Впрочем, первая неожиданность не относилась ни к той, ни к другой категории. Это был приятный пустяк, о котором не стоит говорить.
Вторая неожиданность: в комнату входят гуськом четыре человека, по-чешски здороваются с гестаповцами в штатском… и со мной, садятся за столы, раскладывают бумаги, закуривают, держат себя свободно, совершенно свободно, словно они здесь на службе. Но ведь я знаю из них по крайней мере трех… Не может быть, чтобы они служили в гестапо… Или все-таки? И они? Ведь это же Р., столько лет он был секретарем партийной и профсоюзной организаций, немножко бирюк, но верный человек. Нет, это невозможно! А это Анна Викова, все еще стройная и красивая, хотя совсем седая, – твердая и непоколебимая подпольщица… Нет, невозможно! А вон тот – это же Вашек, каменщик с шахты в Северной Чехии, а потом секретарь тамошнего обкома! Мне ли его не знать! Какие бои мы вместе с ним пережили на севере! И этому человеку сломили хребет? Нет, невозможно! Но что им тут нужно? Что они здесь делают? Я еще не успел найти ответ на этот вопрос, как возникли новые. Вводят Мирека, супругов Елинеков и супругов Фрид. Этих я знаю, их арестовали вместе со мной. Но почему здесь также искусствовед Павел Кропачек, который помогал Миреку в работе среди интеллигенции? Кто знал о нем, кроме меня и Мирека? И почему тот высокий парень со следами побоев на лице дает мне понять, что мы незнакомы? Ведь я его действительно не знаю. Кто бы это мог быть? Доктор Штых? Зденек? Боже, значит, провалилась и группа врачей! Кто знал о ней, кроме меня и Мирека? И почему меня на допросах в камере спрашивали о чешской интеллигенции? Почему им вообще вздумалось связывать мое имя с работой среди интеллигенции? Кто знал об этом, кроме меня и Мирека?

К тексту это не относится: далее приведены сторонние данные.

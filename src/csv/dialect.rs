use crate::error::{Error, Result};

/// Detected or overridden CSV flavour. `newline` is whichever of `\n`/`\r`
/// appears first at a line end; `has_newline` distinguishes the single-line
/// case, which otherwise looks like one enormous record.
#[derive(Debug, Clone, Copy, PartialEq)]
pub struct Dialect {
    pub separator: u8,
    pub quote: u8,
    pub newline: u8,
    pub has_newline: bool,
}

const SNIFF_SIZE: usize = 4000;

/// Sniffs separator, quote, and newline from the head of the input.
/// Separator counting stops at the first newline so only the header/content
/// line votes; tab beats comma when more frequent, pipe and semicolon beat
/// comma only when strictly more frequent. A single quote becomes the quote
/// character only if it balances every sampled line with a consistent
/// column count.
pub fn detect(buf: &[u8], separator_override: Option<u8>, quote_override: Option<u8>) -> Dialect {
    let sample = &buf[..buf.len().min(SNIFF_SIZE)];

    let mut newline = b'\n';
    let mut has_newline = false;
    let mut has_single_quote = false;
    let mut quote = b'"';
    let (mut commas, mut tabs, mut pipes, mut semicolons) = (0u32, 0u32, 0u32, 0u32);

    for &c in sample {
        match c {
            b'\r' => {
                newline = b'\r';
                has_newline = true;
            }
            b'\n' => has_newline = true,
            b'\'' => {
                if !has_single_quote {
                    quote = b'\'';
                    has_single_quote = true;
                }
            }
            b',' if !has_newline => commas += 1,
            b'\t' if !has_newline => tabs += 1,
            b'|' if !has_newline => pipes += 1,
            b';' if !has_newline => semicolons += 1,
            _ => {}
        }
    }

    let mut separator = b',';
    if tabs > 0 && tabs > commas {
        separator = b'\t';
        log::debug!("csv: auto detected tab separator");
    } else if pipes > commas {
        separator = b'|';
        log::debug!("csv: auto detected '|' separator");
    } else if semicolons > commas {
        separator = b';';
        log::debug!("csv: auto detected ';' separator");
    }

    if has_newline && has_single_quote && !single_quote_balances(sample, buf.len(), separator) {
        quote = b'"';
    }

    Dialect {
        separator: separator_override.unwrap_or(separator),
        quote: quote_override.unwrap_or(quote),
        newline,
        has_newline,
    }
}

fn single_quote_balances(sample: &[u8], full_len: usize, separator: u8) -> bool {
    let mut columns = 0usize;
    let mut pos = 0usize;
    loop {
        let (start, end, next) = match next_record(sample, pos, b'\n', b'\'') {
            Ok(Some(range)) => range,
            Ok(None) => break,
            // A quote left open across the sample cannot be the quote char.
            Err(_) => return false,
        };
        pos = next;
        // The sample may cut the last line short; do not let it vote.
        if sample.len() < full_len && next >= sample.len() {
            break;
        }
        let line = &sample[start..end];
        if line.is_empty() {
            continue;
        }
        if line.iter().filter(|&&c| c == b'\'').count() % 2 != 0 {
            return false;
        }
        let fields = match split_record(line, separator, b'\'') {
            Ok(fields) => fields,
            Err(_) => return false,
        };
        if columns > 0 && columns != fields.len() {
            return false;
        }
        columns = fields.len();
    }
    true
}

/// Extracts the next logical record starting at `pos`, honouring quoting:
/// separators and newlines inside quotes are literal, and a doubled quote
/// inside a quoted field is one literal quote. Returns the record's byte
/// range plus the scan position for the following record, or `None` at end
/// of input. An unterminated quote at end of file is structural.
pub fn next_record(
    buf: &[u8],
    mut pos: usize,
    newline: u8,
    quote: u8,
) -> Result<Option<(usize, usize, usize)>> {
    while pos < buf.len() && (buf[pos] == b'\n' || buf[pos] == b'\r') {
        pos += 1;
    }
    if pos >= buf.len() {
        return Ok(None);
    }
    let start = pos;
    let mut in_quotes = false;
    while pos < buf.len() {
        let c = buf[pos];
        if c == quote {
            if in_quotes && pos + 1 < buf.len() && buf[pos + 1] == quote {
                pos += 2;
                continue;
            }
            in_quotes = !in_quotes;
        } else if !in_quotes && (c == newline || c == b'\n') {
            return Ok(Some((start, pos, pos + 1)));
        }
        pos += 1;
    }
    if in_quotes {
        return Err(Error::MalformedFile(
            "unterminated quoted field at end of file".into(),
        ));
    }
    Ok(Some((start, buf.len(), buf.len())))
}

/// Splits one record into its fields. Unquoted fields are trimmed of
/// surrounding whitespace; quoted content is preserved.
pub fn split_record(record: &[u8], separator: u8, quote: u8) -> Result<Vec<Vec<u8>>> {
    let mut reader = csv::ReaderBuilder::new()
        .has_headers(false)
        .delimiter(separator)
        .quote(quote)
        .double_quote(true)
        .trim(csv::Trim::All)
        .flexible(true)
        .from_reader(record);
    let mut row = csv::ByteRecord::new();
    match reader.read_byte_record(&mut row) {
        Ok(true) => Ok(row.iter().map(|field| field.to_vec()).collect()),
        Ok(false) => Ok(Vec::new()),
        Err(err) => Err(Error::MalformedFile(format!(
            "failed to parse record: {err}"
        ))),
    }
}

Найти ответ нетрудно, но он жесток: Мирек предал, Мирек заговорил. Еще минуту я надеялся, что он, может быть, сказал не все, но потом привели наверх еще одну группу, и я увидел Владислава Ванчуру[7], профессора Фельбера с сыном, почти неузнаваемого Ведржиха Вацлавека[8], Божену Пульпанову, Индржиха Элба, скульптора Дворжака, всех, кто входил или должен был войти в Национально-революционный комитет чешской интеллигенции, – все оказались здесь. О работе среди интеллигенции Мирек сказал все.
Нелегки были мои первые дни во дворце Печека, но это был самый тяжелый удар. Я ждал смерти, но не предательства. И, как бы снисходительно я ни судил Мирека, какие бы ни подбирал смягчающие обстоятельства, как ни старался вспомнить все то, чего он еще не выдал, я не мог найти иного слова, кроме «предательство». Ни шаткость убеждений, ни слабость, ни бессилие смертельно замученного человека, лихорадочно ищущего избавления, – ничто не могло служить ему оправданием. Теперь я понял, откуда гестаповцы в первую же ночь узнали мою фамилию. Теперь я понял, как сюда попала Аничка Ираскова, – у нее мы несколько раз встречались с Миреком. Теперь было ясно, почему здесь Кропачек и доктор Штых.